Fire the Widget Makers?
New York Theatre Workshop has fired their entire production staff, effective 30 May, 2008. While cutting production staff is looks like an easy way to save on the annual budget, it speaks to larger issues if the way to solve a theatre company’s financial solubility is to fire the very people who make the theatre magic happen.
As one of my friends is fond of saying, in a theatre there are people who make the widgets and people who sell the widgets. People who market the widgets can sell them all day long, but unless there are people who actually make the widgets, they’re selling nothing.
This has been a battle that’s been fought at most theatres. The Production department is largely an expense oriented department; Production spends money but doesn’t really bring any in. Marketing, Artistic, and Development are the departments that bring in revenue. So when boards and whatnot are looking to save money, its easy to cut down on the section of the company that only spends money while bolstering up the departments that bring money into the organization.

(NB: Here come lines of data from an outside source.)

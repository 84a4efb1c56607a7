//! Axum server setup
//!
//! Server skeleton with:
//! - Permissive CORS by default (the library UI runs on another host)
//! - Tracing middleware
//! - Graceful shutdown on SIGTERM/Ctrl+C, then the pool is closed

use std::net::SocketAddr;
use std::sync::Arc;

use axum::http::HeaderValue;
use axum::Router;
use sqlx::PgPool;
use tokio::net::TcpListener;
use tower_http::cors::{AllowOrigin, Any, CorsLayer};
use tower_http::trace::{DefaultMakeSpan, DefaultOnResponse, TraceLayer};
use tracing::Level;

use super::routes;

/// Server configuration
#[derive(Debug, Clone)]
pub struct ServerConfig {
    /// Address to bind to (default: 0.0.0.0:5001)
    pub bind_addr: SocketAddr,

    /// Allow any origin (default: true)
    ///
    /// When false, only `allowed_origins` may call the API from a browser.
    pub cors_permissive: bool,

    /// Origins allowed when `cors_permissive` is false
    pub allowed_origins: Vec<String>,
}

impl Default for ServerConfig {
    fn default() -> Self {
        Self {
            bind_addr: SocketAddr::from(([0, 0, 0, 0], 5001)),
            cors_permissive: true,
            allowed_origins: Vec::new(),
        }
    }
}

/// Shared application state
#[derive(Clone)]
pub struct AppState {
    pub pool: PgPool,
}

impl AppState {
    pub fn new(pool: PgPool) -> Self {
        Self { pool }
    }
}

/// Build the application router with all routes.
pub fn build_router(state: AppState, config: &ServerConfig) -> Result<Router, ServerError> {
    let cors = cors_layer(config)?;

    Ok(Router::new()
        .merge(routes::health::router())
        .merge(routes::tracks::router())
        .merge(routes::artist_genres::router())
        .merge(routes::genres::router())
        .layer(cors)
        .layer(
            TraceLayer::new_for_http()
                .make_span_with(DefaultMakeSpan::new().level(Level::INFO))
                .on_response(DefaultOnResponse::new().level(Level::INFO)),
        )
        .with_state(Arc::new(state)))
}

fn cors_layer(config: &ServerConfig) -> Result<CorsLayer, ServerError> {
    if config.cors_permissive {
        return Ok(CorsLayer::permissive());
    }

    let origins = config
        .allowed_origins
        .iter()
        .map(|origin| {
            origin
                .parse::<HeaderValue>()
                .map_err(|_| ServerError::InvalidOrigin(origin.clone()))
        })
        .collect::<Result<Vec<_>, _>>()?;

    if origins.is_empty() {
        tracing::warn!("CORS: no origins allowed - browser clients will be rejected");
    }

    Ok(CorsLayer::new()
        .allow_origin(AllowOrigin::list(origins))
        .allow_methods(Any)
        .allow_headers(Any))
}

/// Run the HTTP server until a shutdown signal arrives.
///
/// # Example
///
/// ```ignore
/// let pool = create_pool(&DatabaseConfig::from_env()?).await?;
/// run_server(pool, ServerConfig::default()).await?;
/// ```
pub async fn run_server(pool: PgPool, config: ServerConfig) -> Result<(), ServerError> {
    if config.cors_permissive {
        tracing::warn!("CORS: Permissive mode enabled - all origins allowed");
    }

    let app = build_router(AppState::new(pool.clone()), &config)?;

    let listener = TcpListener::bind(config.bind_addr).await?;
    tracing::info!("Server listening on {}", config.bind_addr);

    axum::serve(listener, app)
        .with_graceful_shutdown(shutdown_signal())
        .await?;

    pool.close().await;
    tracing::info!("Server shutdown complete");
    Ok(())
}

/// Wait for shutdown signal (Ctrl+C or SIGTERM).
async fn shutdown_signal() {
    let ctrl_c = async {
        if let Err(e) = tokio::signal::ctrl_c().await {
            tracing::error!("failed to install Ctrl+C handler: {}", e);
            std::future::pending::<()>().await;
        }
    };

    #[cfg(unix)]
    let terminate = async {
        match tokio::signal::unix::signal(tokio::signal::unix::SignalKind::terminate()) {
            Ok(mut signal) => {
                signal.recv().await;
            }
            Err(e) => {
                tracing::error!("failed to install SIGTERM handler: {}", e);
                std::future::pending::<()>().await;
            }
        }
    };

    #[cfg(not(unix))]
    let terminate = std::future::pending::<()>();

    tokio::select! {
        _ = ctrl_c => {
            tracing::info!("Received Ctrl+C, starting shutdown");
        }
        _ = terminate => {
            tracing::info!("Received SIGTERM, starting shutdown");
        }
    }
}

/// Server error type
#[derive(Debug, thiserror::Error)]
pub enum ServerError {
    #[error("IO error: {0}")]
    Io(#[from] std::io::Error),

    #[error("invalid CORS origin: '{0}'")]
    InvalidOrigin(String),
}
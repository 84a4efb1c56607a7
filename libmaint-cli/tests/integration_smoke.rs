//! Smoke tests to verify command wiring

use assert_cmd::Command;
use predicates::prelude::*;

#[test]
fn test_version() {
    let mut cmd = Command::cargo_bin("libmaint").unwrap();
    cmd.arg("--version");

    cmd.assert()
        .success()
        .stdout(predicate::str::contains(env!("CARGO_PKG_VERSION")));
}

#[test]
fn test_serve_help() {
    let mut cmd = Command::cargo_bin("libmaint").unwrap();
    cmd.arg("serve").arg("--help");

    cmd.assert()
        .success()
        .stdout(predicate::str::contains("Address to bind to"))
        .stdout(predicate::str::contains("--allow-origin"));
}

#[test]
fn test_ping_help() {
    let mut cmd = Command::cargo_bin("libmaint").unwrap();
    cmd.arg("ping").arg("--help");

    cmd.assert()
        .success()
        .stdout(predicate::str::contains("Database URL"));
}

#[test]
fn test_ping_without_database_config_fails() {
    let dir = std::env::temp_dir();
    let mut cmd = Command::cargo_bin("libmaint").unwrap();
    cmd.current_dir(&dir)
        .env("HOME", &dir)
        .env_remove("DATABASE_URL")
        .env_remove("POSTGRES_DB")
        .env_remove("POSTGRES_USER")
        .arg("ping");

    cmd.assert()
        .failure()
        .stderr(predicate::str::contains("Database not configured"));
}
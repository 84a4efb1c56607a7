//! Genre repository

use sqlx::{FromRow, PgPool};

use super::DbError;

/// Genre record from database
#[derive(Debug, Clone, PartialEq, Eq, FromRow)]
pub struct Genre {
    pub id: i32,
    pub name: String,
}

/// Genre repository
pub struct GenreRepo<'a> {
    pool: &'a PgPool,
}

impl<'a> GenreRepo<'a> {
    pub fn new(pool: &'a PgPool) -> Self {
        Self { pool }
    }

    /// All genres, sorted by name for stable output.
    pub async fn list(&self) -> Result<Vec<Genre>, DbError> {
        let genres = sqlx::query_as::<_, Genre>("SELECT id, name FROM genres ORDER BY name, id")
            .fetch_all(self.pool)
            .await?;
        Ok(genres)
    }
}
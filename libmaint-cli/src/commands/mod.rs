//! Subcommand implementations

pub mod ping;
pub mod serve;

use anyhow::{Context, Result};
use libmaint_server::DatabaseConfig;

/// Resolve database settings, letting CLI flags override the environment.
pub(crate) fn database_config(
    database_url: Option<String>,
    max_connections: Option<u32>,
) -> Result<DatabaseConfig> {
    let mut config = match database_url {
        Some(url) => DatabaseConfig::with_url(url)?,
        None => DatabaseConfig::from_env().context(
            "Database not configured. Set --database-url, DATABASE_URL, or POSTGRES_* (env or ~/.libmaint/.env)",
        )?,
    };

    if let Some(n) = max_connections {
        config.max_connections = n;
    }
    Ok(config)
}
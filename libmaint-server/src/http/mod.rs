//! HTTP server layer
//!
//! Axum server with:
//! - CORS (all origins by default, or an explicit allow-list)
//! - Request tracing
//! - Graceful shutdown
//! - Plain JSON-string error bodies

pub mod server;
pub mod error;
pub mod extractors;
pub mod routes;

pub use server::{build_router, run_server, AppState, ServerConfig, ServerError};
pub use error::ApiError;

The problem with this line of thinking is that there is that the product you are marketing [the theatrical production] is woefully underfunded and understaffed. While it is possible to produce shows without huge, Broadway-sized budgets is possible [I've been doing it all my adult life], producing shows does cost money. That money isn’t always spent on the sets and costumes that you see, but also on the labor to build, maintain, and run those sets and costumes, the labor to hang, focus, and program the lighting instruments, the various designers [sound, lights, scenic, costumes, etc.], and the stage management team to run and maintain the artistic integrity of the show throughout its run.
I find the decision by New York Theatre Workshop to eliminate their production staff to be a huge mistake and will prove to be a detriment to their productions. The article referenced above already states that the season will be reduced and the scale of productions diminished because they will be relying on job-ins and temporary labor to be their ad hoc production crew.